In the ideal world, we could test software easily. In the real world, things are quite messy.
Sometimes isn’t easy to test a new feature integrated with the whole system. Sometimes there’s a risk in releasing a feature, and we must release it in a controlled manner.
To help us with this, feature flags are a must.
What are Feature Flags?
Feature Flags, also known as Feature Switches, Feature Toggles and so on, are a simple mechanism to remotely configure an application.
Let’s pretend that you need to release the feature X in production. You merge your feature branch into the main branch, and start the deploy process. Suddenly, some minutes after releasing your feature, you figure out that you also released a new bug that is impacting in the purchasing conversion.
Now you panic and try to revert your changes as fast as possible, but if the feature depends on front-end code, you will have to deal with clients using cached versions if your caching expiration mechanism isn’t configured right. Until then, you will need to deal with your manager (or even C-level people) calling or messaging you on Slack.
A controlled rollout comes to the rescue.
Let’s pretend a new situation, where instead of releasing your new feature for all users at once, you now configure a feature flag in your feature branch to only enable the new feature for a set of users. You then merge your feature branch into the main branch and proceed to deploy in production.
For all users, nothing happened. But for selected users — and this selection could include only you, or only your team, the new deploy released the new feature. You then test in production and verifies that the feature contains a bug. Instead of panicking, you create a new Jira issue and start working on the solution.
Do you want to be part of which story? The one that you messed up the application or the one that you release a new feature securely, without downtime and without making customers mad?
How to use Feature Flags?
This depends on the project tech stack. Currently, I’m using Firebase remote configuration as a feature flag platform. Our team creates a new feature flag when we need to release a new feature that we want to rollout it securely. Or when we need to test in production, or even when we have a feature so big to implement that we must deliver parts of it and incrementally release more parts of that feature.
For this latest use case, having feature flags are pretty useful. You can split the feature into many pieces and merge them as soon as they are developed, tested, reviewed and so on. No more gigantic merges, but instead many small incremental merges.
To give you a more concrete example, let’s pretend that we are implementing a new feature into the checkout page that displays other products that have similarities with the products present in the user’s current cart.
For that, we could create a feature called view_similar_products_at_checkout
. I like to have a dedicated React custom hook to validate the feature flag status. Let’s create the feature flag and give it the value of an array containing only my e-mail, for example ["my-email@domain.com"]
.
When the application access this feature flag, it will receive the array containing the user emails with access to this new feature.

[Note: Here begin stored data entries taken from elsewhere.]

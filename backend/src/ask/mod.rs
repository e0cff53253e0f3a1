//! Question broker - forward reference questions to a human.
//!
//! Identical questions asked concurrently collapse onto one pending request
//! keyed by the question hash; every caller receives the same answer.
//! Pending questions stay listed until answered, so late observers can
//! still find them.

use std::sync::atomic::{AtomicBool, Ordering};
use std::sync::Mutex;

use async_trait::async_trait;
use indexmap::IndexMap;
use serde::{Deserialize, Serialize};
use sha2::{Digest, Sha256};
use tokio::sync::{broadcast, mpsc};
use tracing::{debug, info};

/// A question about a missing reference entry.
#[derive(Debug, Clone, PartialEq, Eq, Serialize, Deserialize)]
pub struct Question {
    /// Stable identity of the question.
    pub hash: String,
    /// Human-readable text.
    pub text: String,
    pub table: String,
    pub take: String,
    pub group: String,
    pub value: String,
}

impl Question {
    pub fn new(table: &str, match_column: &str, take: &str, group: &str, value: &str) -> Self {
        let mut hasher = Sha256::new();
        for part in [table, match_column, take, group, value] {
            hasher.update(part.as_bytes());
            hasher.update([0x1f]);
        }

        Self {
            hash: hex::encode(hasher.finalize()),
            text: format!("For `{}`, the `{}` of `{}` is?", group, take, value),
            table: table.to_string(),
            take: take.to_string(),
            group: group.to_string(),
            value: value.to_string(),
        }
    }
}

/// Something that can answer reference questions.
///
/// `None` means no answer is available (declined, ignored or cancelled).
#[async_trait]
pub trait Asker: Send + Sync {
    async fn ask(&self, question: Question) -> Option<String>;
}

/// Never answers. Used for unattended runs.
#[derive(Debug, Default, Clone, Copy)]
pub struct NoAnswer;

#[async_trait]
impl Asker for NoAnswer {
    async fn ask(&self, _question: Question) -> Option<String> {
        None
    }
}

/// An unanswered question and the channel its askers wait on.
struct Pending {
    question: Question,
    tx: broadcast::Sender<Option<String>>,
}

/// Coalescing broker between the engine and whoever answers questions.
///
/// New questions are published on the channel handed to [`QuestionBroker::new`];
/// answers come back through [`QuestionBroker::answer`].
pub struct QuestionBroker {
    pending: Mutex<IndexMap<String, Pending>>,
    ignoring: AtomicBool,
    outbox: mpsc::UnboundedSender<Question>,
}

impl QuestionBroker {
    pub fn new(outbox: mpsc::UnboundedSender<Question>) -> Self {
        Self {
            pending: Mutex::new(IndexMap::new()),
            ignoring: AtomicBool::new(false),
            outbox,
        }
    }

    /// Resolve a pending question. Returns false when nobody was waiting.
    pub fn answer(&self, hash: &str, answer: Option<String>) -> bool {
        let pending = self.lock_pending().shift_remove(hash);
        match pending {
            Some(pending) => {
                debug!(hash, answered = answer.is_some(), "Question resolved");
                let _ = pending.tx.send(answer);
                true
            }
            None => false,
        }
    }

    /// Resolve every outstanding and future question with no answer.
    pub fn ignore_all(&self) {
        self.ignoring.store(true, Ordering::SeqCst);
        let drained: Vec<_> = self.lock_pending().drain(..).collect();
        if !drained.is_empty() {
            info!(count = drained.len(), "Ignoring outstanding questions");
        }
        for (_, pending) in drained {
            let _ = pending.tx.send(None);
        }
    }

    /// Accept questions again, for the next run.
    pub fn reset(&self) {
        self.ignoring.store(false, Ordering::SeqCst);
    }

    pub fn is_ignoring(&self) -> bool {
        self.ignoring.load(Ordering::SeqCst)
    }

    /// Number of questions waiting for an answer.
    pub fn outstanding(&self) -> usize {
        self.lock_pending().len()
    }

    /// Questions waiting for an answer, oldest first.
    pub fn pending(&self) -> Vec<Question> {
        self.lock_pending().values().map(|p| p.question.clone()).collect()
    }

    /// Number of callers waiting on one question.
    pub fn waiting(&self, hash: &str) -> usize {
        self.lock_pending()
            .get(hash)
            .map(|p| p.tx.receiver_count())
            .unwrap_or(0)
    }

    fn lock_pending(&self) -> std::sync::MutexGuard<'_, IndexMap<String, Pending>> {
        // A poisoned map is still structurally valid.
        self.pending.lock().unwrap_or_else(|e| e.into_inner())
    }
}

#[async_trait]
impl Asker for QuestionBroker {
    async fn ask(&self, question: Question) -> Option<String> {
        if self.is_ignoring() {
            return None;
        }

        let mut rx = {
            let mut pending = self.lock_pending();
            // Checked again under the lock so ignore_all cannot miss this question.
            if self.is_ignoring() {
                return None;
            }
            match pending.get(&question.hash) {
                Some(existing) => existing.tx.subscribe(),
                None => {
                    let (tx, rx) = broadcast::channel(1);
                    if self.outbox.send(question.clone()).is_err() {
                        return None;
                    }
                    pending.insert(question.hash.clone(), Pending { question, tx });
                    rx
                }
            }
        };

        rx.recv().await.ok().flatten()
    }
}

#[cfg(test)]
mod tests {
    use super::*;
    use std::sync::Arc;

    fn question(value: &str) -> Question {
        Question::new("members", "name", "id", "acme", value)
    }

    #[test]
    fn test_question_text_and_hash() {
        let q = question("Widget Co");
        assert_eq!(q.text, "For `acme`, the `id` of `Widget Co` is?");
        assert_eq!(q.hash.len(), 64);
        assert_eq!(q.hash, question("Widget Co").hash);
        assert_ne!(q.hash, question("Other").hash);
    }

    #[tokio::test]
    async fn test_duplicate_questions_coalesce() {
        let (tx, mut rx) = mpsc::unbounded_channel();
        let broker = Arc::new(QuestionBroker::new(tx));

        let mut handles = Vec::new();
        for _ in 0..5 {
            let broker = broker.clone();
            handles.push(tokio::spawn(async move { broker.ask(question("Widget Co")).await }));
        }

        let published = rx.recv().await.unwrap();
        while broker.waiting(&published.hash) < 5 {
            tokio::task::yield_now().await;
        }
        assert!(rx.try_recv().is_err(), "question must be published once");
        assert!(broker.answer(&published.hash, Some("42".into())));

        for handle in handles {
            assert_eq!(handle.await.unwrap().as_deref(), Some("42"));
        }
    }

    #[tokio::test]
    async fn test_ignore_all_resolves_pending_and_future() {
        let (tx, mut rx) = mpsc::unbounded_channel();
        let broker = Arc::new(QuestionBroker::new(tx));

        let waiting = {
            let broker = broker.clone();
            tokio::spawn(async move { broker.ask(question("a")).await })
        };
        rx.recv().await.unwrap();

        broker.ignore_all();
        assert_eq!(waiting.await.unwrap(), None);
        assert_eq!(broker.ask(question("b")).await, None);
        assert_eq!(broker.outstanding(), 0);

        broker.reset();
        assert!(!broker.is_ignoring());
    }

    #[tokio::test]
    async fn test_pending_lists_unanswered_questions() {
        let (tx, mut rx) = mpsc::unbounded_channel();
        let broker = Arc::new(QuestionBroker::new(tx));
        assert!(broker.pending().is_empty());

        let mut handles = Vec::new();
        for value in ["a", "b"] {
            let broker = broker.clone();
            handles.push(tokio::spawn(async move { broker.ask(question(value)).await }));
            rx.recv().await.unwrap();
        }

        let pending = broker.pending();
        assert_eq!(pending, vec![question("a"), question("b")]);

        assert!(broker.answer(&pending[0].hash, Some("1".into())));
        assert_eq!(broker.pending(), vec![question("b")]);

        broker.ignore_all();
        assert!(broker.pending().is_empty());
        for handle in handles {
            handle.await.unwrap();
        }
    }

    #[tokio::test]
    async fn test_closed_outbox_answers_none() {
        let (tx, rx) = mpsc::unbounded_channel();
        drop(rx);
        let broker = QuestionBroker::new(tx);
        assert_eq!(broker.ask(question("a")).await, None);
    }

    #[test]
    fn test_answer_unknown_hash() {
        let (tx, _rx) = mpsc::unbounded_channel();
        let broker = QuestionBroker::new(tx);
        assert!(!broker.answer("nope", Some("x".into())));
    }
}
//! Source and destination adapters.
//!
//! - [`source`] - workbook discovery and extraction into [`Table`](crate::models::Table)s
//! - [`destination`] - CSV output of the final table

pub mod destination;
pub mod source;

pub use destination::{destination_path, write_destination};
pub use source::{list_files, read_source, source_files, source_pattern, CalamineReader, Sheet, WorkbookReader};
//! One transformer run, from sources to destination.
//!
//! The steps are strictly ordered:
//!
//! 1. read every source into tables (row operations applied per sheet)
//! 2. apply `preprocess` to each table independently
//! 3. flatten all rows, keeping their origin
//! 4. evaluate every property chain against every row, in declaration order
//! 5. recombine into one table whose first row holds the property names
//! 6. apply `postprocess`
//! 7. write the destination
//!
//! # Example
//!
//! ```rust,ignore
//! use rebate_engine::transform::{pipeline, Context, PipelineOptions, TransformerConfig};
//!
//! let config = TransformerConfig::load(Path::new("transformers/acme.json")).await?;
//! let output = pipeline::run(&config, &ctx, &PipelineOptions::default()).await?;
//! println!("{} rows in {} ms", output.rows, output.result.duration_ms());
//! ```

use std::path::PathBuf;
use std::sync::Arc;

use chrono::Utc;
use futures::stream::{self, StreamExt};
use tracing::debug;

use super::config::{Properties, TransformerConfig};
use super::context::Context;
use super::dsl::{evaluate_cell_chain, evaluate_table_chain, SkippedRow};
use crate::api::logs::{log_info, log_info_indent, log_success, log_warning_indent};
use crate::error::{EvalResult, PipelineResult};
use crate::io::{read_source, write_destination, CalamineReader, WorkbookReader};
use crate::models::{Row, RunResult, Table};

/// Options for a transformer run
#[derive(Clone)]
pub struct PipelineOptions {
    /// Workbook extraction used by `excel` sources
    pub reader: Arc<dyn WorkbookReader>,

    /// Rows evaluated concurrently. Output order is always input order.
    pub row_concurrency: usize,
}

impl Default for PipelineOptions {
    fn default() -> Self {
        Self {
            reader: Arc::new(CalamineReader),
            row_concurrency: 1,
        }
    }
}

/// Result of one transformer run
#[derive(Debug, Clone)]
pub struct PipelineOutput {
    pub result: RunResult,

    /// File written by the destination
    pub destination: PathBuf,

    /// Data rows written, header excluded
    pub rows: usize,

    /// Rows dropped by recoverable errors
    pub skipped: Vec<SkippedRow>,
}

/// Run one transformer configuration against `ctx`.
///
/// Recoverable row errors skip the row; reference errors, source and
/// destination failures abort the transformer.
pub async fn run(config: &TransformerConfig, ctx: &Context, options: &PipelineOptions) -> PipelineResult<PipelineOutput> {
    let start = Utc::now();
    let mut skipped = Vec::new();

    // 1. Sources
    let mut tables = Vec::new();
    for source in &config.sources {
        let read = read_source(source, ctx, Arc::clone(&options.reader), &mut skipped).await?;
        tables.extend(read);
    }
    log_info_indent(format!("Read {} table(s)", tables.len()), 1);

    // 2. Preprocess each table on its own
    let mut preprocessed = Vec::with_capacity(tables.len());
    for table in tables {
        preprocessed.push(evaluate_table_chain(&config.preprocess, table, ctx, &mut skipped).await?);
    }

    // 3. Flatten
    let rows: Vec<Row> = preprocessed.into_iter().flat_map(|t| t.rows).collect();
    debug!(transformer = %config.name, rows = rows.len(), "Evaluating properties");

    // 4-5. Properties, recombined under a header row
    let origin = Arc::new(PathBuf::from(&config.name));
    let mut recombined = vec![Row::new(config.header(), Arc::clone(&origin))];

    let concurrency = options.row_concurrency.max(1);
    let mut evaluated = stream::iter(rows)
        .map(move |row| async move {
            let cells = evaluate_properties(&config.properties, &row, ctx).await;
            (row, cells)
        })
        .buffered(concurrency);

    while let Some((row, cells)) = evaluated.next().await {
        match cells {
            Ok(cells) => recombined.push(Row::new(cells, Arc::clone(&origin))),
            Err(e) if e.is_fatal() => return Err(e.into()),
            Err(e) => skipped.push(SkippedRow::new(&row, &e)),
        }
    }
    drop(evaluated);

    // 6. Postprocess
    let table = Table { origin, rows: recombined };
    let table = evaluate_table_chain(&config.postprocess, table, ctx, &mut skipped).await?;

    // 7. Destination
    let destination = write_destination(&config.destination, &ctx.directory, &config.name, &table).await?;

    for row in &skipped {
        log_warning_indent(format!("Skipped row from {}: {}", row.source, row.reason), 1);
    }

    let rows = table.len().saturating_sub(1);
    log_success(format!("{}: {} row(s) written, {} skipped", config.name, rows, skipped.len()));

    Ok(PipelineOutput {
        result: RunResult {
            name: config.name.clone(),
            start,
            end: Utc::now(),
        },
        destination,
        rows,
        skipped,
    })
}

/// Evaluate every property chain against one row.
pub async fn evaluate_properties(properties: &Properties, row: &Row, ctx: &Context) -> EvalResult<Vec<String>> {
    let mut cells = Vec::with_capacity(properties.len());
    for (_, chain) in properties.iter() {
        cells.push(evaluate_cell_chain(chain, row, ctx).await?);
    }
    Ok(cells)
}

/// Log the start of a transformer, as `[index/total] Running name...`.
pub fn announce(index: usize, total: usize, name: &str) {
    log_info(format!("[{}/{}] Running {}...", index + 1, total, name));
}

To ease the code reading, I’ll create a hook called useFeatureViewSimilarProductsAtCheckout
that returns a boolean value if the authenticated user has access to this feature:
function useFeatureViewSimilarProductsAtCheckout() {
let currentUser = useCurrentUser()
let featureFlags = useFeatureFlags()
let value = featureFlags.get("view_similar_products_at_checkout")
if (!value) return false
if (value === "*") return true
return value.includes(currentUser.email)
}
In this example, useCurrentUser
returns the current logged user object, where we can access the email through email
property. useFeatureFlags
returns an object where we can query for a feature flag value, in the line 4, we get the value of view_similar_products_at_checkout
.
Then we consider three cases: one that the feature flag doesn’t exist. By default, we will let the feature disabled and return false
. When the feature flag value is the string "*"
we know that the feature is enabled for any user, then we return true
. Otherwise, the feature value is the array of emails, and we just need to check if the email of the current user is included in the list of enabled users on this feature.
This code is pretty straightforward and quite a powerful abstraction. We now just need to call this React hook and verify if we either show the new products section at the checkout or not.
There are plenty of ways of releasing code in production in a safe manner. Feature flags are one of them. It is easy to adopt, and the outcome is quite generous. Also,there are many ways to implement it. The example that I gave depends doesn’t depend on any platform, and this is intentional. You can use many ways to manage feature flags and their values.
I’ve mentioned using Firebase remote configuration, but you can implement mechanism that depends on Redis to store feature flags, or even a database table.
By adopting feature flags I’m certain that your development process will become way better, and you will be happier at your job delivering more features and only causing good impact in production.